Os donos da imprensa, assim como os senhores da guerra, sabem bem utilizar a ideologia do “direito de defesa” em favor das potências mundiais
Domingo, 22 de outubro de 2023, das 16h em diante. A intervalos regulares, um empolgado locutor de corrida anuncia que, logo mais, o canal de televisão (cuja marca celebra os morticínios provocados pelas Entradas e Bandeiras, nos séculos XVII e XVIII) exibirá matéria exclusiva sobre a guerra de “Israel contra o Hamas”. Segunda-feira, 23 de outubro, das 20h45 em diante. O noticiário da mesma emissora dedica um bloco inteiro nomeando alguns israelenses desaparecidos, enquanto o rodapé do ecrã realça os dizeres “Israel x Hamas”.
Reparem bem: os mais de cinco mil mortos na Palestina ainda não entraram na conta da emissora; e, como sabemos, não se trata de fato isolado. Por sinal, seria preciso muita ingenuidade para acreditar que se trata de mero ponto de vista de um grupo ou setor. O que estamos a assistir é a tentativa de validar, como única e legítima, a perspectiva veiculada dia e noite por cartéis da comunicação de massa.
Não é o bom senso que alimenta as emissoras; é o cinismo de seus porta-vozes que forja o suposto senso comum, reproduzido orgulhosamente pelos “homens de bem”.
Os donos da imprensa, assim como os senhores da guerra, sabem muito bem como utilizar a ideologia do “direito de defesa” em favor das potências mundiais, reforçando estereótipos. No noticioso, de meia hora atrás, um homem fardado israelense declarou que o ataque ao Líbano (de hoje) teria prevenido ações do Hezbollah.

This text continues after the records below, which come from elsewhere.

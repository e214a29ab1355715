//! Volume and Flow Derivation
//!
//! ## Pipeline
//!
//! ```text
//! h(t), sigma_h ──> V = max((h - h0) * k, 0)      sigma_V = sigma_h * k
//!                    │
//!                    ├─> Q_raw[i]  centered difference (one-sided at ends)
//!                    │   sigma_Q = sqrt(sigma_V[a]^2 + sigma_V[b]^2) / dt
//!                    │
//!                    └─> Q[i]      centered moving average, window w
//!                        sigma = sqrt(sum sigma_Q^2) / m
//! ```
//!
//! `k` is the calibration `ml_per_mm`. All series have the same length as
//! the level series. A non-positive time delta (duplicate timestamp) yields
//! zero flow rather than an infinite or negative rate.

use alloc::vec::Vec;
use libm::sqrt;
use serde::{Deserialize, Serialize};

use super::level::{centered_moving_average, LevelSeries};

/// Volume and flow over the level time axis
#[derive(Debug, Clone, PartialEq, Serialize, Deserialize)]
pub struct FlowSeries {
    /// Timestamp axis (s)
    pub t_s: Vec<f64>,
    /// Cumulative voided volume (mL)
    pub volume_ml: Vec<f64>,
    /// Volume uncertainty (mL)
    pub sigma_volume_ml: Vec<f64>,
    /// Smoothed flow (mL/s)
    pub flow_ml_s: Vec<f64>,
    /// Smoothed flow uncertainty (mL/s)
    pub sigma_flow_ml_s: Vec<f64>,
    /// Unsmoothed finite-difference flow (mL/s)
    pub raw_flow_ml_s: Vec<f64>,
}

impl FlowSeries {
    /// Number of points
    pub fn len(&self) -> usize {
        self.t_s.len()
    }

    /// Whether the series is empty
    pub fn is_empty(&self) -> bool {
        self.t_s.is_empty()
    }
}

/// Convert a level series into volume and flow.
///
/// Returns the series and the number of non-increasing timestamp steps.
pub fn derive_flow(level: &LevelSeries, ml_per_mm: f64, smoothing_window: usize) -> (FlowSeries, usize) {
    let (volume_ml, sigma_volume_ml) = volume_curve(&level.level_mm, &level.sigma_mm, ml_per_mm);
    let (raw_flow_ml_s, raw_sigma) = differentiate(&level.t_s, &volume_ml, &sigma_volume_ml);
    let duplicates = level.t_s.windows(2).filter(|w| w[1] <= w[0]).count();

    let flow_ml_s = centered_moving_average(&raw_flow_ml_s, smoothing_window)
        .into_iter()
        .map(|q| q.max(0.0))
        .collect();
    let sigma_flow_ml_s = smooth_sigma(&raw_sigma, smoothing_window);

    let series = FlowSeries {
        t_s: level.t_s.clone(),
        volume_ml,
        sigma_volume_ml,
        flow_ml_s,
        sigma_flow_ml_s,
        raw_flow_ml_s,
    };
    (series, duplicates)
}

/// Baseline-relative volume, clamped at zero, with linear sigma conversion.
pub fn volume_curve(level_mm: &[f64], sigma_mm: &[f64], ml_per_mm: f64) -> (Vec<f64>, Vec<f64>) {
    let baseline = level_mm.first().copied().unwrap_or(0.0);
    let volume = level_mm
        .iter()
        .map(|h| ((h - baseline) * ml_per_mm).max(0.0))
        .collect();
    let sigma = sigma_mm.iter().map(|s| s * ml_per_mm).collect();
    (volume, sigma)
}

/// Finite-difference flow and its uncertainty.
pub fn differentiate(t_s: &[f64], volume_ml: &[f64], sigma_volume_ml: &[f64]) -> (Vec<f64>, Vec<f64>) {
    let n = t_s.len();
    let mut flow = Vec::with_capacity(n);
    let mut sigma = Vec::with_capacity(n);
    if n < 2 {
        flow.resize(n, 0.0);
        sigma.resize(n, 0.0);
        return (flow, sigma);
    }

    for i in 0..n {
        let (a, b) = if i == 0 {
            (0, 1)
        } else if i == n - 1 {
            (n - 2, n - 1)
        } else {
            (i - 1, i + 1)
        };
        let dt = t_s[b] - t_s[a];
        if dt > 0.0 {
            flow.push(((volume_ml[b] - volume_ml[a]) / dt).max(0.0));
            let sa = sigma_volume_ml[a];
            let sb = sigma_volume_ml[b];
            sigma.push(sqrt(sa * sa + sb * sb) / dt);
        } else {
            flow.push(0.0);
            sigma.push(0.0);
        }
    }
    (flow, sigma)
}

/// Propagate independent uncertainties through the moving average.
pub fn smooth_sigma(sigma: &[f64], window: usize) -> Vec<f64> {
    if window <= 1 {
        return sigma.to_vec();
    }
    let half = window / 2;
    let n = sigma.len();
    (0..n)
        .map(|i| {
            let lo = i.saturating_sub(half);
            let hi = (i + half).min(n.saturating_sub(1));
            let segment = &sigma[lo..=hi];
            let sum_sq: f64 = segment.iter().map(|s| s * s).sum();
            sqrt(sum_sq) / segment.len() as f64
        })
        .collect()
}

/// Trapezoid integral of `values` over `t_s[start..=end]`.
///
/// Steps with non-positive time delta contribute nothing.
pub fn trapezoid(t_s: &[f64], values: &[f64], start: usize, end: usize) -> f64 {
    if end <= start || end >= t_s.len() {
        return 0.0;
    }
    (start..end)
        .map(|i| {
            let dt = t_s[i + 1] - t_s[i];
            if dt > 0.0 {
                0.5 * (values[i] + values[i + 1]) * dt
            } else {
                0.0
            }
        })
        .sum()
}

Foi graças à imprensa corporativa que aprendemos, pela opinião reproduzida por nossos pais, que uns são ditadores e outros, presidentes; que aqueles representam a liberdade de expressão, a propriedade individual e a “saudável” livre-concorrência, enquanto os outros simbolizam formas totalitárias e atrasadas de pensar ou lidar com setores da cultura e da macroeconomia; que uns têm poder de veto, pois seu assento é permanente, enquanto outros, chamados (por um oportunista sem escrúpulo) de países de “pequena relevância”,[i] não merecem sequer ser ouvidos no Conselho de Segurança da ONU.
Que as siglas ONU e EUA comungam de pseudovalores equivalentes, resta pouca dúvida. Porém, há que se perguntar ainda uma vez: qual o horizonte imediato de Israel, Estados Unidos e companhia? Escoar a produção da indústria de armas, despejando balas, mísseis e bombas sobre os civis palestinos, em nome do “bem”. Infelizmente, como as armas são teleguiadas, mas ainda não averiguam identidade, idade, religião e filiação partidária, não demora muito, os porta-vozes do massacre poderão reciclar afrontosamente o que também declarava George Bush sobre os milhares de mortos na guerra “contra o terror”, no Iraque, em outubro de 2015. Até mesmo a CNN reproduziu a notícia em tom crítico, na ocasião.[ii]
O objetivo maior, que corre em paralelo aos mísseis, é fortalecer a crença de que é preciso extirpar “o mal”, mesmo porque ele seria praticado por “animais”, como disse um membro do governo genocida israelense. Basta rolar o feed do instagram para topar com vídeos de gente sádica: uma atriz usa ketchup, talco, lápis preto e fruta para ridicularizar o sofrimento de mulheres palestinas e seus filhos; um grupo de israelenses, com crianças, homens e idosos, reúne-se com faixas de incentivo ao Tzahal e gritos de ódio, sugerindo que é preciso exterminar os árabes em geral, preferencialmente os palestinos.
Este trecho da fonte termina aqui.